As I promised in my review of “Short and Sweet,”  here is the recipe I selected to break in the book, so to speak.  Most people would imagine I’d choose a bread, and indeed many were calling my name. But when I set my eyes on this recipe,  I became like a Jack Russel chasing a squirrel, oblivious to everything else.  How could I possibly resist?  In his opening remarks, Dan states that if Carmen Miranda had some ripe bananas laying around, she would bake these blondies.  The rich, white chocolate & banana cake hide little jewels inside, toffee bits made with Brazil nuts.   Cannot go more Brazilian than that, unless you throw in some coffee, but I suppose that would give the blondie too much of a tan. 😉

(published with permission from Dan Lepard)

to make the toffee:
75g superfine sugar
2 Tbs cold water
75g Brazil nuts, chopped

for the blondies:
100g unsalted butter
250g fine sugar
200g white chocolate
1 egg
2 ripe bananas, peeled (200-250g)
2 tsp vanilla extract
200g all purpose flour
¼ tsp baking powder

Lightly coat with oil a small baking sheet. Reserve. Place the fine sugar and the water inside a small pan. Turn the heat to medium, bring the water to a boil, and gently let it boil until the sugar turns a very dark golden color, but don’t let it burn.  Immediately drop the chopped nuts inside, and stir with a silicone spatula or another appropriate tool.  Carefully but quickly pour the mixture over the prepared baking sheet, spreading it around.  Let it cool completely, then chop the toffee into small bits. Reserve.

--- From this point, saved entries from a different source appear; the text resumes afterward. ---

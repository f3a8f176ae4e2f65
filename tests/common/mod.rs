// Shared fixtures for the integration tests
#![allow(dead_code)]

use async_trait::async_trait;
use bacnet_events::*;
use parking_lot::Mutex;
use std::sync::Arc;
use std::time::Duration;

/// One send handed to the transport
#[derive(Debug, Clone)]
pub struct Sent {
    pub recipient: Recipient,
    pub process_id: u32,
    pub confirmed: bool,
    pub notification: EventNotification,
}

/// Transport that records every send and can be told to fail for one recipient
#[derive(Default)]
pub struct RecordingTransport {
    sent: Mutex<Vec<Sent>>,
    unreachable: Mutex<Option<Recipient>>,
}

impl RecordingTransport {
    pub fn sent(&self) -> Vec<Sent> {
        self.sent.lock().clone()
    }

    pub fn fail_for(&self, recipient: Recipient) {
        *self.unreachable.lock() = Some(recipient);
    }

    fn record(&self, recipient: &Recipient, process_id: u32, confirmed: bool, n: &EventNotification) -> Result<()> {
        if self.unreachable.lock().as_ref() == Some(recipient) {
            return Err(EventError::Transport(format!("{} unreachable", recipient)));
        }
        self.sent.lock().push(Sent {
            recipient: recipient.clone(),
            process_id,
            confirmed,
            notification: n.clone(),
        });
        Ok(())
    }
}

#[async_trait]
impl Transport for RecordingTransport {
    async fn send_confirmed(&self, recipient: &Recipient, process_id: u32, n: &EventNotification) -> Result<()> {
        self.record(recipient, process_id, true, n)
    }

    async fn send_unconfirmed(&self, recipient: &Recipient, process_id: u32, n: &EventNotification) -> Result<()> {
        self.record(recipient, process_id, false, n)
    }
}

pub const DEVICE: ObjectId = ObjectId::device(1001);
pub const AI1: ObjectId = ObjectId::new(ObjectType::AnalogInput, 1);
pub const CLASS: u32 = 1;
pub const PRIORITIES: [u8; 3] = [10, 20, 30];

pub fn r1() -> Recipient {
    Recipient::Device(ObjectId::device(201))
}

pub fn r2() -> Recipient {
    Recipient::Device(ObjectId::device(202))
}

pub fn secs(s: f64) -> Duration {
    Duration::from_secs_f64(s)
}

/// Store, clock, registry and dispatcher wired together; class 1 has
/// recipients R1 (process 1, unconfirmed) and R2 (process 2, confirmed)
pub struct Harness {
    pub clock: Arc<ManualClock>,
    pub store: PropertyStore,
    pub registry: Arc<NotificationClassRegistry>,
    pub dispatcher: Arc<NotificationDispatcher>,
    pub transport: Arc<RecordingTransport>,
}

impl Harness {
    pub fn new() -> Self {
        Self::with_class(
            NotificationClass::new(CLASS)
                .with_priority(PRIORITIES)
                .with_recipients(vec![Destination::new(r1(), 1), Destination::new(r2(), 2).confirmed(true)]),
        )
    }

    pub fn with_class(class: NotificationClass) -> Self {
        let clock = Arc::new(ManualClock::new());
        let registry = Arc::new(NotificationClassRegistry::new());
        registry.insert(class);
        let transport = Arc::new(RecordingTransport::default());
        let dispatcher = Arc::new(
            NotificationDispatcher::new(registry.clone(), transport.clone(), clock.clone())
                .expect("dispatcher inside runtime"),
        );
        Self {
            clock,
            store: PropertyStore::new(),
            registry,
            dispatcher,
            transport,
        }
    }

    /// Intrinsic machine for `object`, seeded with `present_value` and activated
    pub fn object(&self, object: ObjectId, present_value: Value, config: EventConfig) -> Arc<EventStateMachine> {
        self.store.initialize(object, PropertyId::PresentValue, present_value);
        self.store.initialize(object, PropertyId::Reliability, Reliability::NoFaultDetected.to_value());
        let machine = EventStateMachine::intrinsic(
            object,
            DEVICE,
            config,
            self.store.clone(),
            self.clock.clone(),
            self.dispatcher.clone(),
        )
        .expect("valid event config");
        machine.attach().expect("attach");
        machine.activate();
        machine
    }

    pub fn write(&self, object: ObjectId, value: f64) {
        self.store
            .write(object, PropertyId::PresentValue, Value::Float(value))
            .expect("present value write");
    }

    pub fn set_reliability(&self, object: ObjectId, reliability: Reliability) {
        self.store
            .write(object, PropertyId::Reliability, reliability.to_value())
            .expect("reliability write");
    }

    pub fn advance(&self, by: Duration) {
        self.clock.advance(by);
    }

    /// Every send so far, after queued deliveries have completed
    pub async fn sent(&self) -> Vec<Sent> {
        self.dispatcher.flush().await;
        self.transport.sent()
    }

    /// Sends that reached one recipient, in delivery order
    pub async fn sent_to(&self, recipient: &Recipient) -> Vec<EventNotification> {
        self.sent()
            .await
            .into_iter()
            .filter(|s| &s.recipient == recipient)
            .map(|s| s.notification)
            .collect()
    }
}

/// Out-of-range configuration: high 100, low 20, deadband 5
pub fn out_of_range(time_delay: u32) -> EventConfig {
    EventConfig::new(CLASS, EventAlgorithm::out_of_range(100.0, 20.0, 5.0)).with_time_delay(time_delay)
}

Resist the temptation to try the toffee. Do not touch it!

Line the base and sides of an 8 inch (20 cm)  square baking dish with parchment paper and heat the oven to 375 F. If using a non-stick pan you can skip the parchment paper, but coat the pan with a little butter to prevent sticky issues.

Heat the butter and white chocolate stirring gently in a pan over very low heat until melted (or use the microwave in short 10 second cycles of heating), then transfer to a medium size bowl. Add the remaining (250g) sugar and beat with the egg, bananas and vanilla until smooth. Sift the flour and baking powder, add to the batter together with the toffee bits, folding it all gently.

Pour the mixture into the prepared baking dish and bake for about 35 minutes, until golden on top.   If you shake the pan slightly, the center portion should still be slightly wobbly, but mostly set. Cool it completely before slicing in small squares.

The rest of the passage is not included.